■ **Data for this task**
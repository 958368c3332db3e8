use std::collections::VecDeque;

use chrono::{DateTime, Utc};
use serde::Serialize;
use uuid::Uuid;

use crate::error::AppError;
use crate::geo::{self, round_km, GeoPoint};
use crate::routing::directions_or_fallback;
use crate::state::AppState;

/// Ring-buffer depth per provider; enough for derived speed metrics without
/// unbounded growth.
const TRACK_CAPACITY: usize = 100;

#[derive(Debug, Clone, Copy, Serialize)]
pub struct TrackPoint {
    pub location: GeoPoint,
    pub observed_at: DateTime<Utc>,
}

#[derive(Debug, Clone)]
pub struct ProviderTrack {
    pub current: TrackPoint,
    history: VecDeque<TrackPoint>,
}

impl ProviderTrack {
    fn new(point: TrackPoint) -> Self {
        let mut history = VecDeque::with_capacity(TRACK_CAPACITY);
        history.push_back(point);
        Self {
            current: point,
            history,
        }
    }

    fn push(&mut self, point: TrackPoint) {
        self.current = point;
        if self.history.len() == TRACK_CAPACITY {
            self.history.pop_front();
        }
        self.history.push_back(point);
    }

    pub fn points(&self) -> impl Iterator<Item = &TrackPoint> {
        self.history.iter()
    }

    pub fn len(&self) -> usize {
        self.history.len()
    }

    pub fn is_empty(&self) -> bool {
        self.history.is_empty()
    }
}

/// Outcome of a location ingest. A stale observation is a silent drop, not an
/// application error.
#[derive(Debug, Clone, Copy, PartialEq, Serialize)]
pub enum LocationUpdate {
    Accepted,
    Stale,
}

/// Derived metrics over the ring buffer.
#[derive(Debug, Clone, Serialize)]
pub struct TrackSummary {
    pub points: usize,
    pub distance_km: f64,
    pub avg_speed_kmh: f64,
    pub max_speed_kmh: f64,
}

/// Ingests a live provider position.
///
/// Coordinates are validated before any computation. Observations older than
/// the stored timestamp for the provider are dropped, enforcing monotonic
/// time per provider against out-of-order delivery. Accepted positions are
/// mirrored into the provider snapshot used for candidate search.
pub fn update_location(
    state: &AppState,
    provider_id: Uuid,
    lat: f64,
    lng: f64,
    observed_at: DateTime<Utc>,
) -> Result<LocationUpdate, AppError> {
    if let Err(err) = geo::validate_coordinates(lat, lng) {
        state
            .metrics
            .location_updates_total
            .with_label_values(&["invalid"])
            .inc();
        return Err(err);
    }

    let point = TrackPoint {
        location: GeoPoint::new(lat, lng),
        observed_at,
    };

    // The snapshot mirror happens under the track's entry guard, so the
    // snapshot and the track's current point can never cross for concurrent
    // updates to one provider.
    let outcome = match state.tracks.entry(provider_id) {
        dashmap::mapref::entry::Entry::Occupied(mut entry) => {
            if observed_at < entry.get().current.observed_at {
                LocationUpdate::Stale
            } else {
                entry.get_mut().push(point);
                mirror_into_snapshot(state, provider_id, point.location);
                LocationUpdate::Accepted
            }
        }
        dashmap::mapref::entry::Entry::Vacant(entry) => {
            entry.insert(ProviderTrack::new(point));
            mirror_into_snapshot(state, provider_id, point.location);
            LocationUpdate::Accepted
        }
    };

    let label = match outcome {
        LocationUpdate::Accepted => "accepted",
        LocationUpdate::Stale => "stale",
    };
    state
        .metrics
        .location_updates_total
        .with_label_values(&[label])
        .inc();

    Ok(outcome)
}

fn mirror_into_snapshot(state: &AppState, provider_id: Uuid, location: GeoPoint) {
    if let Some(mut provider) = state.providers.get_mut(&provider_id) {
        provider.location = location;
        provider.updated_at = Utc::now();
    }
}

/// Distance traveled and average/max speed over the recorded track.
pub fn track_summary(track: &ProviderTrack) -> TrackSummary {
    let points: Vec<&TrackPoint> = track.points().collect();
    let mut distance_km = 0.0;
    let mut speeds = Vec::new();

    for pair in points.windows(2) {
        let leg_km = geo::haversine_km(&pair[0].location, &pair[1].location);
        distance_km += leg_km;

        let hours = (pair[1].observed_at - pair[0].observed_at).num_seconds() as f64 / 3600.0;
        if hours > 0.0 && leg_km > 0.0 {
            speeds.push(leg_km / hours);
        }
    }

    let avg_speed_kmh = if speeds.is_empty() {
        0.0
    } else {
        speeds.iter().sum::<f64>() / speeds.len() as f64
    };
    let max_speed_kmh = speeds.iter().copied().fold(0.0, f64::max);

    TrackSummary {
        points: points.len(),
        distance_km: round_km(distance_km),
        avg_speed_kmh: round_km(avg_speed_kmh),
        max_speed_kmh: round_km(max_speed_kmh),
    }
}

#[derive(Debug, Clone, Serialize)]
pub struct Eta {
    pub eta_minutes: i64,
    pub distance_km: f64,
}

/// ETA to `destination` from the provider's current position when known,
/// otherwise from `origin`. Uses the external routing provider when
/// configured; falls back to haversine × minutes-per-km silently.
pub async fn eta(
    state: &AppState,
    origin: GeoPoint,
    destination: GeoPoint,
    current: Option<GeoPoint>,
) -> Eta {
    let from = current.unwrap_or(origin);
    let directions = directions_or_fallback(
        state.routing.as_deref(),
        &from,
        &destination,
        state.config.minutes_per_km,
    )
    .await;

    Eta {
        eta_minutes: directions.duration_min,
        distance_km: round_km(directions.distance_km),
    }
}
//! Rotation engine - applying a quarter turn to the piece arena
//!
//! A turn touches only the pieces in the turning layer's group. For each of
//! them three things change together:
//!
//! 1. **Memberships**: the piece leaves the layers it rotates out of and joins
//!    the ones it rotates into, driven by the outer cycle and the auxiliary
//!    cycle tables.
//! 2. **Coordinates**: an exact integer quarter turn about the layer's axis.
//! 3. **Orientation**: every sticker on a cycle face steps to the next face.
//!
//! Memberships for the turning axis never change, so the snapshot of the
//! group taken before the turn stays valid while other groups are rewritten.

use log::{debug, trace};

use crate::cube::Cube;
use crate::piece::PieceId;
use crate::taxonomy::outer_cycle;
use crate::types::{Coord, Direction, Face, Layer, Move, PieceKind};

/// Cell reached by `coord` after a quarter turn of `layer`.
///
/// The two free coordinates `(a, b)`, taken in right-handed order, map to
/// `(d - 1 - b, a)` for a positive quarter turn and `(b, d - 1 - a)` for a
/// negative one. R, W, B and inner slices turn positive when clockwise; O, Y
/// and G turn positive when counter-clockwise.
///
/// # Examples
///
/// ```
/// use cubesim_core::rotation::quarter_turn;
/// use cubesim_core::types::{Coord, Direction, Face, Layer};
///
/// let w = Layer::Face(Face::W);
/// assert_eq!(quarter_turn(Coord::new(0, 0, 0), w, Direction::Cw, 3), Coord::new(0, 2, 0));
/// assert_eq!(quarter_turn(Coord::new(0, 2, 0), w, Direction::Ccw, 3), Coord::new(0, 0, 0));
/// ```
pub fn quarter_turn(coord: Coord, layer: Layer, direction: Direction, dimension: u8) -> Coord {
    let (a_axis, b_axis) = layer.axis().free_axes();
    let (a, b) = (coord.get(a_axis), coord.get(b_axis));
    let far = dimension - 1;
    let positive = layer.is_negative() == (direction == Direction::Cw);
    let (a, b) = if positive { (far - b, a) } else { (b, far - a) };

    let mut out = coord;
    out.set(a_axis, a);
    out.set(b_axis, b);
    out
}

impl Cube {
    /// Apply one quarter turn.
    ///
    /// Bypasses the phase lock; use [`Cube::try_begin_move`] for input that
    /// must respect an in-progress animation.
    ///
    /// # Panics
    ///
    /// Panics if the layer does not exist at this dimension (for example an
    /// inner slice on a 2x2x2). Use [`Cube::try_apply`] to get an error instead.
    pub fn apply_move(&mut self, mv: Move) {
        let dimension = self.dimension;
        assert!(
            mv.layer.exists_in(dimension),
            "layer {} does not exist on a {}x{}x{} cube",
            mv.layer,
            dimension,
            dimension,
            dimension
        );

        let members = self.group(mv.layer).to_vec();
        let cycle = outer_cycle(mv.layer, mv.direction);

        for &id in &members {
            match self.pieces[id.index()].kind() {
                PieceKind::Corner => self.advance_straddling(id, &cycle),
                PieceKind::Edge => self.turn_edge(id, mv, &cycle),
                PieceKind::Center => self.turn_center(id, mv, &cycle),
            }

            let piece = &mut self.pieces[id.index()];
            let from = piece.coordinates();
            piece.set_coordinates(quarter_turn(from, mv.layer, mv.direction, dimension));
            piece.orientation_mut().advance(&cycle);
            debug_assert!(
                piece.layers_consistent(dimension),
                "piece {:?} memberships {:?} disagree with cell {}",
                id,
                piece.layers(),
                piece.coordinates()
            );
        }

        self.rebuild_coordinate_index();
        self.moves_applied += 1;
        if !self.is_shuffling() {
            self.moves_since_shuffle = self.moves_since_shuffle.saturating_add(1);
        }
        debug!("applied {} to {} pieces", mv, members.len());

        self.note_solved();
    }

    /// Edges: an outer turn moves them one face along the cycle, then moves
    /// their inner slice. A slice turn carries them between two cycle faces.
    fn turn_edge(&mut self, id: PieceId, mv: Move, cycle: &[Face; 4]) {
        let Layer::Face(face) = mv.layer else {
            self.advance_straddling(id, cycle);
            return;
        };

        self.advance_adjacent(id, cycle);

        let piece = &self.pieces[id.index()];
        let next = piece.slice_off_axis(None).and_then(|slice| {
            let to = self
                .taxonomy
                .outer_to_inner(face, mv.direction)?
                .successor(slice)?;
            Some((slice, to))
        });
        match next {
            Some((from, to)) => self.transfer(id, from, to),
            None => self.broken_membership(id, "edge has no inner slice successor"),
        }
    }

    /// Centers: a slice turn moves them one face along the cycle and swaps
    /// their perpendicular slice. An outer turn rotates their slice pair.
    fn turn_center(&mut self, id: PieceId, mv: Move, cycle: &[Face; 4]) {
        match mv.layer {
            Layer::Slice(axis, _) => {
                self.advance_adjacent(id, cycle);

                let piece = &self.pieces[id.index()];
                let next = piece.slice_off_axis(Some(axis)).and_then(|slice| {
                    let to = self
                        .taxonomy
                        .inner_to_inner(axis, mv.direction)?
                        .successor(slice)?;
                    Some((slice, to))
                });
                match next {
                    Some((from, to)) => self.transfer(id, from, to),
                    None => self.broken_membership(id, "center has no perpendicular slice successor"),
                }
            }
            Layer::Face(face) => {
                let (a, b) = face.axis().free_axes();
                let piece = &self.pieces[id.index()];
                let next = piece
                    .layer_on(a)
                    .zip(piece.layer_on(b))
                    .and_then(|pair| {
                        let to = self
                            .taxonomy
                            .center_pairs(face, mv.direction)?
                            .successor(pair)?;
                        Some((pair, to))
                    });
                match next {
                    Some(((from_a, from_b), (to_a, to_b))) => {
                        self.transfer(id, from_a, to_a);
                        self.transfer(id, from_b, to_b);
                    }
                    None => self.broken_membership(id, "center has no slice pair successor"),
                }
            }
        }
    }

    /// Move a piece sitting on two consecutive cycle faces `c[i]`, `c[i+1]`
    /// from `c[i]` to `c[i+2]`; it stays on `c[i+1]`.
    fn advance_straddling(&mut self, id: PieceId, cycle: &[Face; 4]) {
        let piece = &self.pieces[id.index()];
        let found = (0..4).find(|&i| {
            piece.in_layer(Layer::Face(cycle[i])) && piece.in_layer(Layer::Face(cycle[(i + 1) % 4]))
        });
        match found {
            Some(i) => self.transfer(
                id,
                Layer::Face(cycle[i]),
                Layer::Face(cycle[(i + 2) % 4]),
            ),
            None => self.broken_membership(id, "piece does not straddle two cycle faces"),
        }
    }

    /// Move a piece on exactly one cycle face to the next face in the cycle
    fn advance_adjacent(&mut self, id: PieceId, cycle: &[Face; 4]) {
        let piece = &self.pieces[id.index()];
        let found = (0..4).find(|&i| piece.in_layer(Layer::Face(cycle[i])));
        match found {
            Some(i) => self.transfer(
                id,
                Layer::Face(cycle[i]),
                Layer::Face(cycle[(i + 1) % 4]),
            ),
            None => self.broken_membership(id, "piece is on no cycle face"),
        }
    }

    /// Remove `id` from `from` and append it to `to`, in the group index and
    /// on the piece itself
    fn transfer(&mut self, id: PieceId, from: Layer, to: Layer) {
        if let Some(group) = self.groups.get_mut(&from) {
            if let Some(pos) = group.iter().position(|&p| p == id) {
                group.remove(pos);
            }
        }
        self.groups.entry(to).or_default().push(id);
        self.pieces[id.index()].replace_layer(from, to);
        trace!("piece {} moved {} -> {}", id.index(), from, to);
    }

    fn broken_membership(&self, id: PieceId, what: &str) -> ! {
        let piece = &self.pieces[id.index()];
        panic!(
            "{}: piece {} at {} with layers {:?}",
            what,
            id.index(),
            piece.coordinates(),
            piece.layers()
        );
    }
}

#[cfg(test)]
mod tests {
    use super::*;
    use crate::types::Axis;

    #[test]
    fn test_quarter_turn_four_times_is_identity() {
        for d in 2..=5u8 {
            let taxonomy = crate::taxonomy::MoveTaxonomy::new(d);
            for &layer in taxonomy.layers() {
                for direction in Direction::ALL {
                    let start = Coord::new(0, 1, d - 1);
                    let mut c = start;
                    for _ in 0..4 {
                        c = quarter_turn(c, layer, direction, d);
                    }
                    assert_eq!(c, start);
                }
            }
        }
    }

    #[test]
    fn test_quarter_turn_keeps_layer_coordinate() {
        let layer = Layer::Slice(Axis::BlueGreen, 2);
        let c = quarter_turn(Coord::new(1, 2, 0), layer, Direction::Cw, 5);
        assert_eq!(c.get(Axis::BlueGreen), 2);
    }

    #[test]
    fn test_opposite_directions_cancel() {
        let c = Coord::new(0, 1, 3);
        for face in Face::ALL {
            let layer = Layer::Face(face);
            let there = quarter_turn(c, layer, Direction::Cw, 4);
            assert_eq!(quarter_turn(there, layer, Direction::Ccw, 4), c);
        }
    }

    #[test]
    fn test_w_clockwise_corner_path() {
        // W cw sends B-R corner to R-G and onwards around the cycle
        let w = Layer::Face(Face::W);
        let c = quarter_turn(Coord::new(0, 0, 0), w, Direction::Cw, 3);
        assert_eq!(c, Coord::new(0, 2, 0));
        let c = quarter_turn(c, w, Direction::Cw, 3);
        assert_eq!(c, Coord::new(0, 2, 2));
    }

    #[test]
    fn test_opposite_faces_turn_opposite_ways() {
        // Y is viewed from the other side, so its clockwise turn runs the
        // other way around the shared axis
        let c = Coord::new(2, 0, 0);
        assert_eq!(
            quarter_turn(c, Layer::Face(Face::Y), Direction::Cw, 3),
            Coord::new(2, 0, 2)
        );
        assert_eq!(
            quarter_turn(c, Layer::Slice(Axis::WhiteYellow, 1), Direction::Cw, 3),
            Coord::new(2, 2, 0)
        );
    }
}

==

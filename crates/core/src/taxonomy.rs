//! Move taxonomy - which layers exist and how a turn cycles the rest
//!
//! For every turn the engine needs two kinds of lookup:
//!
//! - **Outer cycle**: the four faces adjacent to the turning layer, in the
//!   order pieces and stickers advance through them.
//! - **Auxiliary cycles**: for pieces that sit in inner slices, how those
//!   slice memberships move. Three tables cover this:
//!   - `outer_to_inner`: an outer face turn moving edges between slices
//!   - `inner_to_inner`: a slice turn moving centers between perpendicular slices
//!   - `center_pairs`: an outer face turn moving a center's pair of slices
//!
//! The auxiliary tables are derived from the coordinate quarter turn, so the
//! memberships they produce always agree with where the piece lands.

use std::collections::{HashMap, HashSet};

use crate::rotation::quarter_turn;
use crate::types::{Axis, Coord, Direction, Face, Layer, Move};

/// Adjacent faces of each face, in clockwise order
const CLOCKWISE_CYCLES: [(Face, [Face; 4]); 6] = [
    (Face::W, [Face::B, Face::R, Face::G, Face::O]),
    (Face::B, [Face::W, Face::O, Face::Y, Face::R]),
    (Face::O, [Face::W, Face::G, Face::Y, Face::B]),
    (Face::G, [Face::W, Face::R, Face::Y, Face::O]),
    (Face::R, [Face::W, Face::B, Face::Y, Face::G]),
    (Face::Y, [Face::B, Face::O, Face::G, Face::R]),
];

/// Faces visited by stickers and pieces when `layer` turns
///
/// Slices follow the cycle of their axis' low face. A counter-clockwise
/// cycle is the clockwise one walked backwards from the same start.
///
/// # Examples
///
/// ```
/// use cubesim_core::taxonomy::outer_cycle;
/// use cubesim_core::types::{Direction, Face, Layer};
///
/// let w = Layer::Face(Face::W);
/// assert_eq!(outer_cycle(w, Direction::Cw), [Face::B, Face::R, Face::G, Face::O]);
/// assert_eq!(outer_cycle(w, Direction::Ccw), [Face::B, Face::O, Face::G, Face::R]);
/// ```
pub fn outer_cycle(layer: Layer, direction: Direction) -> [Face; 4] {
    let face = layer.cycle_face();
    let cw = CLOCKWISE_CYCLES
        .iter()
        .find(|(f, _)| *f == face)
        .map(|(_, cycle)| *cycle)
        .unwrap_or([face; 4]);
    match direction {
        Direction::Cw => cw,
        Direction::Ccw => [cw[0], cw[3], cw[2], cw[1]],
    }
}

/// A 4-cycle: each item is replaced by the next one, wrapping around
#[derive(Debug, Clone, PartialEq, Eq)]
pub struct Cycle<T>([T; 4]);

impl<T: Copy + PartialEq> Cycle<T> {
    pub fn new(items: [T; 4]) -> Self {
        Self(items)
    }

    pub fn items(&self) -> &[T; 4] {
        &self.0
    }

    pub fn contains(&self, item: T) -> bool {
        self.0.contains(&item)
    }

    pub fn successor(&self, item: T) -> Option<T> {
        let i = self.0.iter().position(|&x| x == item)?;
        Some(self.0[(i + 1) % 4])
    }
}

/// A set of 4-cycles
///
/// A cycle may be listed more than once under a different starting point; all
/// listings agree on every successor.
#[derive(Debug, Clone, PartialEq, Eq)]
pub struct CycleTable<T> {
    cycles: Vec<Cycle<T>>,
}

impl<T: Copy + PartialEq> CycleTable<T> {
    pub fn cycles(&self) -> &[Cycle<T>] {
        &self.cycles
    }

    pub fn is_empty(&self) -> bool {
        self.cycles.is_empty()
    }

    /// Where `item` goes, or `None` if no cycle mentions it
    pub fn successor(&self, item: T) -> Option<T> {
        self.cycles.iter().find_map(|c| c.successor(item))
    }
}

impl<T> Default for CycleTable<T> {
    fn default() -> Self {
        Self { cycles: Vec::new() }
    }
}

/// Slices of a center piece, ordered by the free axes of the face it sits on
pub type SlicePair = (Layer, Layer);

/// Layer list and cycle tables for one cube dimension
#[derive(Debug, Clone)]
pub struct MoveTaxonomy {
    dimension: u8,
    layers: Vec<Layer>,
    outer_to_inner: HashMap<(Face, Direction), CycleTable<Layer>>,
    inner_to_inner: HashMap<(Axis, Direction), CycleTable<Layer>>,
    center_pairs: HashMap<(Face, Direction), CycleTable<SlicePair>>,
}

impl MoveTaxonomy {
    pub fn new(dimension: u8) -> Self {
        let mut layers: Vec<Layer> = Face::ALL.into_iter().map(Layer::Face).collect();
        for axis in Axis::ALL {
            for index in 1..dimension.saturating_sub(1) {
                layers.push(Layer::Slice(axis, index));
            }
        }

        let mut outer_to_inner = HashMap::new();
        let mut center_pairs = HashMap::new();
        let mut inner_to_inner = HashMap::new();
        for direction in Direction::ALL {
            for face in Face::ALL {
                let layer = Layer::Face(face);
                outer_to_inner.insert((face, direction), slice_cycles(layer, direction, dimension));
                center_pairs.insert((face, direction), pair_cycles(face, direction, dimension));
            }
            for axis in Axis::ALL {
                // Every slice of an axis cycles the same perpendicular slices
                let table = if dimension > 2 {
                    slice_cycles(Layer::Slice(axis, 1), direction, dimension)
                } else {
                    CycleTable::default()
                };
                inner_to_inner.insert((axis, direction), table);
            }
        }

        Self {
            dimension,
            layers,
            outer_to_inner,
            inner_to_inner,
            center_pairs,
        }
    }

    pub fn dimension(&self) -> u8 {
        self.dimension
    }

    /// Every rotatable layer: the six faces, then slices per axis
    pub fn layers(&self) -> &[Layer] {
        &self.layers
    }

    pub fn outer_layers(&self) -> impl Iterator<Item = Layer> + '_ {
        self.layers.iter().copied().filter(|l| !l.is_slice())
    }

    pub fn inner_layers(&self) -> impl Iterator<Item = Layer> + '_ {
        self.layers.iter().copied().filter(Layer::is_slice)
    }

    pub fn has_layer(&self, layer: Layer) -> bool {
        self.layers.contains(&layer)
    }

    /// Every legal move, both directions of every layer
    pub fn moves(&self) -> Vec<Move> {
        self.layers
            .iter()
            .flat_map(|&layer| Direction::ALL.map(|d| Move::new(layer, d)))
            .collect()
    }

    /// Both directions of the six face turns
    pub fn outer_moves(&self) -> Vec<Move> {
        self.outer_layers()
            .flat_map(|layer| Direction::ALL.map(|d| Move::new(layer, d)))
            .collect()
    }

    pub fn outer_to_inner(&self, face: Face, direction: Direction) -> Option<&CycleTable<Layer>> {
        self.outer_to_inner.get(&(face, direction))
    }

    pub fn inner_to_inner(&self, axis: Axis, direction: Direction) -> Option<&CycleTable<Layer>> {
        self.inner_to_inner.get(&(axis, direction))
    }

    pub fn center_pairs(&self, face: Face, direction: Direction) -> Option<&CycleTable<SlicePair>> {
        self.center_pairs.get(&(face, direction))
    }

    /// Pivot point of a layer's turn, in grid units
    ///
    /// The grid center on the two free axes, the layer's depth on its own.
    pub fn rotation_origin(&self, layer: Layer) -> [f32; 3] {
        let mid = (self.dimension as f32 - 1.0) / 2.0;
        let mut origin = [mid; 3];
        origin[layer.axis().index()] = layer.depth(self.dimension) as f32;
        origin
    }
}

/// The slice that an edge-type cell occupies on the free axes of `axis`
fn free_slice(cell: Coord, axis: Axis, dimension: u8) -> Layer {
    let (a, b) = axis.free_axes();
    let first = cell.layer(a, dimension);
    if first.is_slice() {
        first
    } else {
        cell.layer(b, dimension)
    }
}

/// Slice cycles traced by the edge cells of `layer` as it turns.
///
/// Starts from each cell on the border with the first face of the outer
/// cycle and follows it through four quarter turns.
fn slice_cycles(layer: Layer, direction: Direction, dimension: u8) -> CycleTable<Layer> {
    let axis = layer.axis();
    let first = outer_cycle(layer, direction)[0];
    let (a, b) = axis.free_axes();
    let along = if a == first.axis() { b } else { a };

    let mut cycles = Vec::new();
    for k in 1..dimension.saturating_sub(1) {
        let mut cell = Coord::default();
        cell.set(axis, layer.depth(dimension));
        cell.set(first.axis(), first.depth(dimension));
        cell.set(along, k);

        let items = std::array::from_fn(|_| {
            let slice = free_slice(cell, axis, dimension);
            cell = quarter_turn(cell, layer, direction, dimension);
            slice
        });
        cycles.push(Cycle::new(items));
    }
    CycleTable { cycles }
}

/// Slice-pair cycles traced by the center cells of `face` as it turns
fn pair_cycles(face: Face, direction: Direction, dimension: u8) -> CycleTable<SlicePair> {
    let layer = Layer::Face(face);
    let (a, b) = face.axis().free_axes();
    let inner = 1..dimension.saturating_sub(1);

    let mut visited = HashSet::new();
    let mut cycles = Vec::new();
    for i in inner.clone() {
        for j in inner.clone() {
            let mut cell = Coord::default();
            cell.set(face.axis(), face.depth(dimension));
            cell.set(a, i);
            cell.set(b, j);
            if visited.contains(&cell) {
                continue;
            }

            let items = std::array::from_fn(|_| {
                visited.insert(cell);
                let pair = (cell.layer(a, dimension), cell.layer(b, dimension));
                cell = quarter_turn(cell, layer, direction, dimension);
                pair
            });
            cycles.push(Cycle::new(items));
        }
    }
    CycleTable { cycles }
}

■ **About this exercise**
If a line in the entries above contains the word "change", count it, and give only the final number.

■ **Task response**
2